US and its allies – Australia included – are going to have to start generating a gigawatt of energy on a weekly basis to develop the infrastructure needed to maintain a “democratic lead” on AI, while Australia has the potential to develop its own frontier AI, according to an Open AI executive.

Chris Lehane, Open AI’s chief global affairs officer, told an audience at SXSW Sydney this afternoon that “Australia occupies a really unique position” in that it has a very high AI user base, 30,000 developers, 35 tech unicorns, “a tonne of talent”, a fast-growing renewable sector, fibre optics connections with Asia and is a Five Eyes nation.

He continued:

You can see a world where if the Australian government and private sector wanted to create infrastructure here that could stand up a frontier model that’s possible.

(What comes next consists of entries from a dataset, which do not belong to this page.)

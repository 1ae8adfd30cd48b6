//! JWT issuance and verification for the dual-token session scheme.
//!
//! Access tokens are short-lived and carry the identity's uuid, email,
//! username, and role. Refresh tokens are long-lived and carry the uuid
//! only. The two kinds are signed with distinct secrets, so a token of one
//! kind never validates as the other.

use jsonwebtoken::{Algorithm, DecodingKey, EncodingKey, Header, Validation};
use serde::{Deserialize, Serialize};
use std::time::{SystemTime, UNIX_EPOCH};

use crate::db::UserRole;

/// Access token duration: 15 minutes.
pub const ACCESS_TOKEN_DURATION_SECS: u64 = 15 * 60;

/// Refresh token duration: 14 days.
pub const REFRESH_TOKEN_DURATION_SECS: u64 = 14 * 24 * 60 * 60;

/// Claims carried by an access token.
#[derive(Debug, Clone, Serialize, Deserialize)]
pub struct AccessClaims {
    /// Subject (identity UUID)
    pub sub: String,
    pub email: String,
    pub username: String,
    pub role: UserRole,
    /// Issued at (Unix timestamp)
    pub iat: u64,
    /// Expiration time (Unix timestamp)
    pub exp: u64,
}

/// Claims carried by a refresh token. Deliberately minimal: the subject only.
#[derive(Debug, Clone, Serialize, Deserialize)]
pub struct RefreshClaims {
    /// Subject (identity UUID)
    pub sub: String,
    pub iat: u64,
    pub exp: u64,
}

/// Signing and verification keys for both token kinds.
#[derive(Clone)]
pub struct JwtKeys {
    access_encoding: EncodingKey,
    access_decoding: DecodingKey,
    refresh_encoding: EncodingKey,
    refresh_decoding: DecodingKey,
}

/// A signed token together with its issue/expiry metadata.
#[derive(Debug, Clone)]
pub struct IssuedToken {
    /// The JWT string
    pub token: String,
    /// Issued at timestamp (Unix seconds)
    pub issued_at: u64,
    /// Expiration timestamp (Unix seconds)
    pub expires_at: u64,
    /// Lifetime in seconds, used for cookie Max-Age
    pub duration: u64,
}

impl JwtKeys {
    /// Create keys from the two secrets.
    pub fn new(access_secret: &[u8], refresh_secret: &[u8]) -> Self {
        Self {
            access_encoding: EncodingKey::from_secret(access_secret),
            access_decoding: DecodingKey::from_secret(access_secret),
            refresh_encoding: EncodingKey::from_secret(refresh_secret),
            refresh_decoding: DecodingKey::from_secret(refresh_secret),
        }
    }

    /// Issue an access token for an identity.
    pub fn issue_access_token(
        &self,
        uuid: &str,
        email: &str,
        username: &str,
        role: UserRole,
    ) -> Result<IssuedToken, JwtError> {
        let now = unix_now()?;
        let exp = now + ACCESS_TOKEN_DURATION_SECS;

        let claims = AccessClaims {
            sub: uuid.to_string(),
            email: email.to_string(),
            username: username.to_string(),
            role,
            iat: now,
            exp,
        };

        let token = jsonwebtoken::encode(&Header::default(), &claims, &self.access_encoding)
            .map_err(JwtError::Encoding)?;

        Ok(IssuedToken {
            token,
            issued_at: now,
            expires_at: exp,
            duration: ACCESS_TOKEN_DURATION_SECS,
        })
    }

    /// Issue a refresh token for an identity.
    pub fn issue_refresh_token(&self, uuid: &str) -> Result<IssuedToken, JwtError> {
        let now = unix_now()?;
        let exp = now + REFRESH_TOKEN_DURATION_SECS;

        let claims = RefreshClaims {
            sub: uuid.to_string(),
            iat: now,
            exp,
        };

        let token = jsonwebtoken::encode(&Header::default(), &claims, &self.refresh_encoding)
            .map_err(JwtError::Encoding)?;

        Ok(IssuedToken {
            token,
            issued_at: now,
            expires_at: exp,
            duration: REFRESH_TOKEN_DURATION_SECS,
        })
    }

    /// Validate and decode an access token.
    pub fn verify_access_token(&self, token: &str) -> Result<AccessClaims, JwtError> {
        let mut validation = Validation::new(Algorithm::HS256);
        validation.leeway = 0;

        let token_data =
            jsonwebtoken::decode::<AccessClaims>(token, &self.access_decoding, &validation)
                .map_err(JwtError::Decoding)?;

        Ok(token_data.claims)
    }

    /// Validate and decode a refresh token.
    pub fn verify_refresh_token(&self, token: &str) -> Result<RefreshClaims, JwtError> {
        let mut validation = Validation::new(Algorithm::HS256);
        validation.leeway = 0;

        let token_data =
            jsonwebtoken::decode::<RefreshClaims>(token, &self.refresh_decoding, &validation)
                .map_err(JwtError::Decoding)?;

        Ok(token_data.claims)
    }
}

fn unix_now() -> Result<u64, JwtError> {
    SystemTime::now()
        .duration_since(UNIX_EPOCH)
        .map(|d| d.as_secs())
        .map_err(|_| JwtError::TimeError)
}

/// Errors that can occur during JWT operations.
#[derive(Debug)]
pub enum JwtError {
    /// Error encoding the token
    Encoding(jsonwebtoken::errors::Error),
    /// Error decoding the token
    Decoding(jsonwebtoken::errors::Error),
    /// System time error
    TimeError,
}

impl std::fmt::Display for JwtError {
    fn fmt(&self, f: &mut std::fmt::Formatter<'_>) -> std::fmt::Result {
        match self {
            JwtError::Encoding(e) => write!(f, "Failed to encode token: {}", e),
            JwtError::Decoding(e) => write!(f, "Failed to decode token: {}", e),
            JwtError::TimeError => write!(f, "System time error"),
        }
    }
}

impl std::error::Error for JwtError {}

Now, I think it’s probably very difficult to have one that would be solely Australian – it would probably have to be in partnership with one of the big frontier models.

He added Australia was “one of the few countries in the world that the US government will probably be pretty comfortable working with”:

What we’ve seen around the world is that AI actually ends up being an interesting framework or pathway for countries to work with the US government. It doesn’t have any of the pre-existing sort of narrative or issues that are associated with other aspects of trade.”